(WORK ITEM) Your answer should repeat every line of the records below in which the word "models" appears.

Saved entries
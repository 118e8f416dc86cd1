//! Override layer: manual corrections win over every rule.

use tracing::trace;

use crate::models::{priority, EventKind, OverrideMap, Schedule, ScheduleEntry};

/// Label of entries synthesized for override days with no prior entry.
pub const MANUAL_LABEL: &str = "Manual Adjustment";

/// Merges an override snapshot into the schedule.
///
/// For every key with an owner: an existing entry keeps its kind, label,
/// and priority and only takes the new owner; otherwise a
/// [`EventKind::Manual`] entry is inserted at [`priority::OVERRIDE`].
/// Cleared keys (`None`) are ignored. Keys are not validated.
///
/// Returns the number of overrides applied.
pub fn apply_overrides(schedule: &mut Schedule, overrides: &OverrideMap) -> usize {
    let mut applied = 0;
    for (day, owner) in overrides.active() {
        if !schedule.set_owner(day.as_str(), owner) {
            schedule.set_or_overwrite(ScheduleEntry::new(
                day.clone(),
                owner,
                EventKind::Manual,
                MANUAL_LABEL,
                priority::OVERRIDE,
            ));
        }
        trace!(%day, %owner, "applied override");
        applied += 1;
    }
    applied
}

...

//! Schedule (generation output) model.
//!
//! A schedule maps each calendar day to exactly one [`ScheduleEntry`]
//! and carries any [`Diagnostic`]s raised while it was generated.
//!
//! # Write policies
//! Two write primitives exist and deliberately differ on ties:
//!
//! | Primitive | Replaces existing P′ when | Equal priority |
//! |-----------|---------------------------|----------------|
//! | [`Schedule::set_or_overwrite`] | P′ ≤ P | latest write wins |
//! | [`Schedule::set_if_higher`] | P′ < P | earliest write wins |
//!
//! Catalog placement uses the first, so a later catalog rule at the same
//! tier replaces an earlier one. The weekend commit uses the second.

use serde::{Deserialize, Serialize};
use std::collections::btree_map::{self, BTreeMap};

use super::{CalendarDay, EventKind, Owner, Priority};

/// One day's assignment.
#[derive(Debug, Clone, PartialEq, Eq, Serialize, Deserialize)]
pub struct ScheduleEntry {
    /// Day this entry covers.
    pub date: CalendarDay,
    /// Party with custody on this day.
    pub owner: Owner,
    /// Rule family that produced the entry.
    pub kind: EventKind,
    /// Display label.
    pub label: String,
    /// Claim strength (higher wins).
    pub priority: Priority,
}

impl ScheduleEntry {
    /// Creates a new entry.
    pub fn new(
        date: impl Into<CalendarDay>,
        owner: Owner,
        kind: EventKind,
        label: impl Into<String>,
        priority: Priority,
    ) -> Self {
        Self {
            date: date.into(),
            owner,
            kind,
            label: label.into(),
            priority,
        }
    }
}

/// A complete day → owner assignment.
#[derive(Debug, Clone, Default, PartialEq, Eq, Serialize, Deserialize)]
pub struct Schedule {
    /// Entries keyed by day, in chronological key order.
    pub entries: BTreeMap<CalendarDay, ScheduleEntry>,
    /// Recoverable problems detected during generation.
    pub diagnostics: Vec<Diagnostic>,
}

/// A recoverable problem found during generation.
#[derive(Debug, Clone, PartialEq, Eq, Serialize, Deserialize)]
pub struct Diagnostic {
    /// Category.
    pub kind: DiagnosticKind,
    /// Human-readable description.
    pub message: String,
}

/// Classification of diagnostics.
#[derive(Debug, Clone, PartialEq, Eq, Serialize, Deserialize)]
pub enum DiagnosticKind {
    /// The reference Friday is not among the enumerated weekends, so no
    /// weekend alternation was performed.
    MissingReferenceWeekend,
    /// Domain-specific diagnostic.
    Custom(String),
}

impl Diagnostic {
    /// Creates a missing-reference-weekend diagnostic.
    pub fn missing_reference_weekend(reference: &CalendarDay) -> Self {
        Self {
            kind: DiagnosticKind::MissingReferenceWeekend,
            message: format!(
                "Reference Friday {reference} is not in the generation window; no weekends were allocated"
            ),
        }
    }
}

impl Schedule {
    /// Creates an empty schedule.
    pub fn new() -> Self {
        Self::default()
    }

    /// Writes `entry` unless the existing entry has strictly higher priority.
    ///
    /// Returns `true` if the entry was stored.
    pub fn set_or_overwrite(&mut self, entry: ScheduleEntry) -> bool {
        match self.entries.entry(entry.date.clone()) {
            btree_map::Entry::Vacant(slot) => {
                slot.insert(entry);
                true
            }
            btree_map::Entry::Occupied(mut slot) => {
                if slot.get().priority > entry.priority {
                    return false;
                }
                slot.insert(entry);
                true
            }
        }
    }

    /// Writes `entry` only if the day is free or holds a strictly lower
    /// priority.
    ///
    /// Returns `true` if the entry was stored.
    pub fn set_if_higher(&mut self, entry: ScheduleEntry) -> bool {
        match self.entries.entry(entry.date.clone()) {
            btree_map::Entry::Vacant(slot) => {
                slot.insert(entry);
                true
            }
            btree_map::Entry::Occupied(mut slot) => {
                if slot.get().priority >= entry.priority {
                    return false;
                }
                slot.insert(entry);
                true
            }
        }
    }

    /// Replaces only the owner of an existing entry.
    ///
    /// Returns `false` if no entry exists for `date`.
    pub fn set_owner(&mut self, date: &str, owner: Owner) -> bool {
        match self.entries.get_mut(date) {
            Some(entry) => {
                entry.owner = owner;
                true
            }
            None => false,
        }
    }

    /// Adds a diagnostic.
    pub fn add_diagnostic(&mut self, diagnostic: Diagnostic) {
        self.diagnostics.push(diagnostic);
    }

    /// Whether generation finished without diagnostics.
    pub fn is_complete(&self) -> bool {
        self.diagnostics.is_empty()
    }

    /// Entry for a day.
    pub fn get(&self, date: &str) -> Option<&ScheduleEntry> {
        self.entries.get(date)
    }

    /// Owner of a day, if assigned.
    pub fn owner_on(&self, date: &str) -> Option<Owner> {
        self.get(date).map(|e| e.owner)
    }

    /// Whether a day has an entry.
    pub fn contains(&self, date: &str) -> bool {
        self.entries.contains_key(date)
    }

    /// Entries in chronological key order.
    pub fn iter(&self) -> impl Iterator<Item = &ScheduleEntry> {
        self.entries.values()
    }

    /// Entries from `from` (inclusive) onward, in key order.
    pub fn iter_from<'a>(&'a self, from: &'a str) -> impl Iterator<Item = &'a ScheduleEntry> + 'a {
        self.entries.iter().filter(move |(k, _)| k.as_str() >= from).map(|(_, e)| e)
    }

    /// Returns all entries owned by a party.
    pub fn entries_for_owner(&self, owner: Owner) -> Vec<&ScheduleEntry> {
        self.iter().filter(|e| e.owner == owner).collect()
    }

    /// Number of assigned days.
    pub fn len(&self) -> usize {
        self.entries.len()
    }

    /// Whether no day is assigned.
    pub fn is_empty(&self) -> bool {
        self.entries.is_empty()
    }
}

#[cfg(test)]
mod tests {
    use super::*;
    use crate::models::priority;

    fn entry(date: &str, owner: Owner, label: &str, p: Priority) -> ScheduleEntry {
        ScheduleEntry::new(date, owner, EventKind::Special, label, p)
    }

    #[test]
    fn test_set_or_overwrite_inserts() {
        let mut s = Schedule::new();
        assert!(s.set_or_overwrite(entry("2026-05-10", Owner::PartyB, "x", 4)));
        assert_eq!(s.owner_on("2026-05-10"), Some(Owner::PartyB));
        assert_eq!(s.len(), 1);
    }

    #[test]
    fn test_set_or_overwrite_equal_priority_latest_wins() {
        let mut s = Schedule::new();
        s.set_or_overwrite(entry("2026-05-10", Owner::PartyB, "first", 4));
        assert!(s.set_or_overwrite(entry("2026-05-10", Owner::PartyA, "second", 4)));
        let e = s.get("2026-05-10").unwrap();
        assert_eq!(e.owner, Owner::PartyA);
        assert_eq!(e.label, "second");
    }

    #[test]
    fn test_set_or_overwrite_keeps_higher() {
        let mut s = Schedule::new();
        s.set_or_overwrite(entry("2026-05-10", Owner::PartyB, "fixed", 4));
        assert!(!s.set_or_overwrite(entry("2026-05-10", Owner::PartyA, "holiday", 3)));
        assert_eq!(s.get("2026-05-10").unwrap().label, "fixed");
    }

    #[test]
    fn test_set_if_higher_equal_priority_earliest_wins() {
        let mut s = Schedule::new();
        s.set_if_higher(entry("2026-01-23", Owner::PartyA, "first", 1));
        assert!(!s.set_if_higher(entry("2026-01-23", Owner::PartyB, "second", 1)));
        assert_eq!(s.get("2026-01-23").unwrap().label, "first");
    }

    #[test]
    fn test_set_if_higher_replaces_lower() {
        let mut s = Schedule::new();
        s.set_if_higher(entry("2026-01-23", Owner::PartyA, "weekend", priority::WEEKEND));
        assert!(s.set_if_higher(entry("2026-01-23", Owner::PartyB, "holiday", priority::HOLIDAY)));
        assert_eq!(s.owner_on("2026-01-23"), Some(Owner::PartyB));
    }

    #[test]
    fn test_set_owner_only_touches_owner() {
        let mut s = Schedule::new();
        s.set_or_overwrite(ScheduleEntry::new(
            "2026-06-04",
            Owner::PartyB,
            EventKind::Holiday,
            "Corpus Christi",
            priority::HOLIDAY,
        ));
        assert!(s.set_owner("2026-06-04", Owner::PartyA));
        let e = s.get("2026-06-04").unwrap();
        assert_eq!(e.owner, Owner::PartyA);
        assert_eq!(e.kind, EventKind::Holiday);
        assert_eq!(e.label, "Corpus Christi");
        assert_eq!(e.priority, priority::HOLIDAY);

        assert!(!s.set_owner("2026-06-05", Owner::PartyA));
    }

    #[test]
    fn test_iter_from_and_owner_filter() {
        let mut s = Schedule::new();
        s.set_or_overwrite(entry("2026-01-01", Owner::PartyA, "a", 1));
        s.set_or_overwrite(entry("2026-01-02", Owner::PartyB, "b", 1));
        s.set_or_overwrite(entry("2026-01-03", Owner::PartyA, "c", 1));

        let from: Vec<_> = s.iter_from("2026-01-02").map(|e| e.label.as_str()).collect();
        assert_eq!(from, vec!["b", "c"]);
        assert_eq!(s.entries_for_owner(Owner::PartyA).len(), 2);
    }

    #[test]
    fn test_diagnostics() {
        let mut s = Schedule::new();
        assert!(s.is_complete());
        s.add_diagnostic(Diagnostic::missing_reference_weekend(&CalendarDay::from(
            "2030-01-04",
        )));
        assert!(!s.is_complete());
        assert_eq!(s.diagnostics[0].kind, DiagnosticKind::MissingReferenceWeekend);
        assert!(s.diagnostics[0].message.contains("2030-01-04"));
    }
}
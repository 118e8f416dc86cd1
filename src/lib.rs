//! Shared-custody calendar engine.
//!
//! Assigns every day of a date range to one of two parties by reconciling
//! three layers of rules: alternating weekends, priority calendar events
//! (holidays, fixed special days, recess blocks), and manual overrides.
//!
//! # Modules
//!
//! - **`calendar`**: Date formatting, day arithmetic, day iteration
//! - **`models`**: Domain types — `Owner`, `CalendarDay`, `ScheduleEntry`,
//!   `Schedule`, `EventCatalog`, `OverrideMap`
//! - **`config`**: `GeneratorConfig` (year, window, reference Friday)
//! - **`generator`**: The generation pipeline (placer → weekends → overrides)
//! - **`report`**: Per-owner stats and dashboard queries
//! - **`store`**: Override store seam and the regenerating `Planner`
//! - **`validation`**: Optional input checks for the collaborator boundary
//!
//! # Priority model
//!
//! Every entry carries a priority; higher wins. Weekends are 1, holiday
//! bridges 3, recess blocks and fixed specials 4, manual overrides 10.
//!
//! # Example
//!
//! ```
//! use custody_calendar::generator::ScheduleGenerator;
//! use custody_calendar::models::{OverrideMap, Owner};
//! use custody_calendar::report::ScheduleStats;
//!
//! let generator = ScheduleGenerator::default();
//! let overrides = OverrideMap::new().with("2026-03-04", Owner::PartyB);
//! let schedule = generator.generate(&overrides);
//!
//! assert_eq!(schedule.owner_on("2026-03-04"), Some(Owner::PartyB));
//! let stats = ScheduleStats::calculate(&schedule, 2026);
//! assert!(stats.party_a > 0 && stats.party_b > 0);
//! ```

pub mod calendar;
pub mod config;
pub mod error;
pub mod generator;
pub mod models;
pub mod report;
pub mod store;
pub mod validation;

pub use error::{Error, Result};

(ANSWER FOR THIS EXERCISE)
use crate::models::{priority, EventKind, OverrideMap, Schedule, ScheduleEntry};
    use crate::models::priority;
//! - **`models`**: Domain types — `Owner`, `CalendarDay`, `ScheduleEntry`,
//! use custody_calendar::models::{OverrideMap, Owner};
pub mod models;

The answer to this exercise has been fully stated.